#### EXERCISE BRIEF:
Instruction for the data below: set down exactly the lines from the line with "self.inner.lock().await.submit_record(node, record)" to the line with "pub async fn node_info(&self)", inclusive, and no others.

#### THE RECORDS:

use std::sync::Arc;

use num_bigint::BigUint;
use tokio::sync::{Mutex, MutexGuard};

use super::{cluster::ConsensusCluster, outcome::*};
use crate::common::error::ConsensusError;
use crate::reporting::DecryptedPayload;

/// Cloneable async handle. Callers are serialized on one lock, so every
/// operation runs as a single logical step against the cluster.
#[derive(Clone)]
pub struct SharedCluster {
    inner: Arc<Mutex<ConsensusCluster>>,
}

impl SharedCluster {
    pub fn new(cluster: ConsensusCluster) -> Self {
        SharedCluster {
            inner: Arc::new(Mutex::new(cluster)),
        }
    }

    pub async fn lock(&self) -> MutexGuard<'_, ConsensusCluster> {
        self.inner.lock().await
    }

    pub async fn submit_record(&self, node: &str, record: &str) -> Result<RecordOutcome, ConsensusError> {
        self.inner.lock().await.submit_record(node, record)
    }

    pub async fn submit_with_verifications(
        &self,
        node: &str,
        record: &str,
    ) -> Result<VerificationOutcome, ConsensusError> {
        self.inner.lock().await.submit_with_verifications(node, record)
    }

    pub async fn query_status(&self, node: &str, sequence: u64) -> Result<StatusReport, ConsensusError> {
        self.inner.lock().await.query_status(node, sequence)
    }

    pub async fn initiate_view_change(&self, node: &str, new_view: u64) -> Result<ViewChange, ConsensusError> {
        self.inner.lock().await.initiate_view_change(node, new_view)
    }

    pub async fn query_item(&self, node: &str, item_id: Option<&str>) -> Result<ItemQuery, ConsensusError> {
        self.inner.lock().await.query_item(node, item_id)
    }

    pub async fn verify_query(&self, item_id: &str) -> Result<VerifiedQuery, ConsensusError> {
        self.inner.lock().await.verify_query(item_id)
    }

    pub async fn decrypt_envelope(&self, ciphertext: &str) -> Result<DecryptedPayload, ConsensusError> {
        self.inner.lock().await.decrypt_envelope(ciphertext)
    }

    pub async fn identity_encrypt(&self, node: &str, message: &str) -> Result<BigUint, ConsensusError> {
        self.inner.lock().await.identity_encrypt(node, message)
    }

    pub async fn identity_decrypt(&self, node: &str, ciphertext: &str) -> Result<DecryptedPayload, ConsensusError> {
        self.inner.lock().await.identity_decrypt(node, ciphertext)
    }

    pub async fn system_status(&self) -> SystemStatus {
        self.inner.lock().await.system_status()
    }

    pub async fn node_info(&self) -> NodeInfo {
        self.inner.lock().await.node_info()
    }
}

#### COMPLETED TASK:
        self.inner.lock().await.submit_record(node, record)
    }

    pub async fn submit_with_verifications(
        &self,
        node: &str,
        record: &str,
    ) -> Result<VerificationOutcome, ConsensusError> {
        self.inner.lock().await.submit_with_verifications(node, record)
    }

    pub async fn query_status(&self, node: &str, sequence: u64) -> Result<StatusReport, ConsensusError> {
        self.inner.lock().await.query_status(node, sequence)
    }

    pub async fn initiate_view_change(&self, node: &str, new_view: u64) -> Result<ViewChange, ConsensusError> {
        self.inner.lock().await.initiate_view_change(node, new_view)
    }

    pub async fn query_item(&self, node: &str, item_id: Option<&str>) -> Result<ItemQuery, ConsensusError> {
        self.inner.lock().await.query_item(node, item_id)
    }

    pub async fn verify_query(&self, item_id: &str) -> Result<VerifiedQuery, ConsensusError> {
        self.inner.lock().await.verify_query(item_id)
    }

    pub async fn decrypt_envelope(&self, ciphertext: &str) -> Result<DecryptedPayload, ConsensusError> {
        self.inner.lock().await.decrypt_envelope(ciphertext)
    }

    pub async fn identity_encrypt(&self, node: &str, message: &str) -> Result<BigUint, ConsensusError> {
        self.inner.lock().await.identity_encrypt(node, message)
    }

    pub async fn identity_decrypt(&self, node: &str, ciphertext: &str) -> Result<DecryptedPayload, ConsensusError> {
        self.inner.lock().await.identity_decrypt(node, ciphertext)
    }

    pub async fn system_status(&self) -> SystemStatus {
        self.inner.lock().await.system_status()
    }

    pub async fn node_info(&self) -> NodeInfo {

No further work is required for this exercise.